Once again, the science is in.
Ellen Langer, a professor of psychology at Harvard who has been doing research since the late ’70’s – has conclusively proven that becoming mindful can change your life.
There are measurable benefits to one’s creativity, competence, psychological well-being and physical health.
All the places where we can get stuck in life (and in our creative work) – worrying about making mistakes and doing things wrong, fear of failure, attaching labels to things, living out of the past, looking at things from a singular perspective – are reduced as we become more mindful.
In other words, getting present to the moment assists us in breaking free from the constraints and restrictions that have been imprisoning us since childhood.
Although her research focuses on mindfulness as a process to actively “notice things” – it produces the same results we are looking to create more of in our work as actors.
It puts you in the present, engages you, actively opens up your listening, makes you sensitive to context, takes the focus off yourself and puts it onto the other, creates dynamic energy and it becomes literally, according to Langer, enlightening.
Study after study with various control groups has shown that people respond to other people and their respective art, music and performance – when the person creating it is more mindful.
This is staggering.
And so simple it’s mind-blowing.
So people will actually respond to you – your acting, your singing, your orchestrations, your art – when you create mindfully. When you become available to the moment, you become available to other people.
In other words, mindfulness is visible to other people. You’re leaving an imprint.
You’re going to be much more interesting, attractive and charismatic and simply stand out by becoming present in your auditions, in your work, in the choices you make simply because you’re doing it mindfully.
So you already have an advantage when you actually become present.
It’s not hard to do. It’s the work I’ve been doing with actors for over 15 years. And it comes out of the basic hardwiring of what it means to be human.
Presence is the natural state of who we are beyond the distractions of our mindless chatter of our left-brains. Children naturally notice things. They are naturally released – and present – to the now. They play and are curious and are not bound by neurologically-induced, habituated “rules.”

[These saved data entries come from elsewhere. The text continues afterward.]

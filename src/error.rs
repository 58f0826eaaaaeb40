use std::path::PathBuf;

use thiserror::Error;

/// Setup mistakes. Any of these stops the tracker before the first tick.
#[derive(Debug, Error)]
pub enum ConfigError {
    #[error("failed to read config {path}: {source}")]
    ReadConfig {
        path: PathBuf,
        #[source]
        source: std::io::Error,
    },

    #[error("failed to parse config {path}: {source}")]
    ParseConfig {
        path: PathBuf,
        #[source]
        source: serde_json::Error,
    },

    #[error("match threshold must be in (0, 1), got {0}")]
    InvalidThreshold(f32),

    #[error("poll interval must be greater than zero")]
    InvalidPollInterval,

    #[error("countdown tick must be greater than zero")]
    InvalidCountdownTick,

    #[error("capture timeout must be greater than zero")]
    InvalidCaptureTimeout,

    #[error("capture region must have a non-zero width and height, got {width}x{height}")]
    InvalidRegion { width: u32, height: u32 },

    #[error("slot count must be greater than zero")]
    InvalidSlotCount,

    #[error("no templates configured")]
    EmptyLibrary,

    #[error("duplicate template key '{0}'")]
    DuplicateKey(String),

    #[error("duplicate display name '{0}'")]
    DuplicateName(String),

    #[error("template '{key}' has invalid duration {duration}s")]
    InvalidDuration { key: String, duration: f64 },

    #[error("could not load template '{key}' from {path}: {source}")]
    TemplateImage {
        key: String,
        path: PathBuf,
        #[source]
        source: image::ImageError,
    },

    #[error("failed to list frames in {path}: {source}")]
    FrameDirectory {
        path: PathBuf,
        #[source]
        source: std::io::Error,
    },

    #[error("no image frames found in {0}")]
    NoFrames(PathBuf),

    #[error("live screen capture is not available in this build (enable the `screen` feature)")]
    ScreenUnavailable,

    #[error("template '{key}' is a flat image and cannot be correlated")]
    FlatTemplate { key: String },

    #[error(
        "template '{key}' is {template_width}x{template_height}, larger than the \
         {region_width}x{region_height} capture region"
    )]
    TemplateTooLarge {
        key: String,
        template_width: u32,
        template_height: u32,
        region_width: u32,
        region_height: u32,
    },
}

/// Frame acquisition failures. The loop logs these and retries next tick.
#[derive(Debug, Error)]
pub enum CaptureError {
    #[error("capture backend failed: {0}")]
    Backend(String),

    #[error("no display available to capture")]
    NoDisplay,

    #[error("region {width}x{height}+{left}+{top} lies outside the {surface_width}x{surface_height} surface")]
    OutOfBounds {
        top: u32,
        left: u32,
        width: u32,
        height: u32,
        surface_width: u32,
        surface_height: u32,
    },

    #[error("frame sequence exhausted")]
    Exhausted,

    #[error("could not decode frame {path}: {source}")]
    Decode {
        path: PathBuf,
        #[source]
        source: image::ImageError,
    },

    #[error("capture timed out after {0}ms")]
    Timeout(u64),

    #[error("previous capture is still running")]
    Stalled,
}

#[derive(Debug, Error)]
pub enum MatchError {
    #[error("template '{key}' ({template_width}x{template_height}) exceeds frame ({frame_width}x{frame_height})")]
    TemplateExceedsFrame {
        key: String,
        template_width: u32,
        template_height: u32,
        frame_width: u32,
        frame_height: u32,
    },
}

/// Everything that can go wrong inside a single detection tick.
#[derive(Debug, Error)]
pub enum TickError {
    #[error(transparent)]
    Capture(#[from] CaptureError),

    #[error(transparent)]
    Match(#[from] MatchError),

    #[error("tick worker failed: {0}")]
    Worker(#[from] tokio::task::JoinError),
}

As we get older, our natural seeker – the present, available, mindful creator – begins to start experiencing things on autopilot. (And one could argue when we’re on autopilot we’re not even really, truly experiencing things at all anymore!) This is because the rules and restrictions placed on us don’t allow us to deviate beyond the “known.” And it also comes from being conditioned into seeing things from a singular, limited-view perspective.
Our access to experience the world from a place of possibility and potential is diminished by seeing the world from a black-and-white absolute.
Becoming mindful re-boots our inner software that’s been put on pause for years.
We can begin to re-awaken to the moment, feel alive again, become empowered and more joyful and create optimally.
Isn’t this what every human being wants more of?
Become mindful and “notice” what will happen.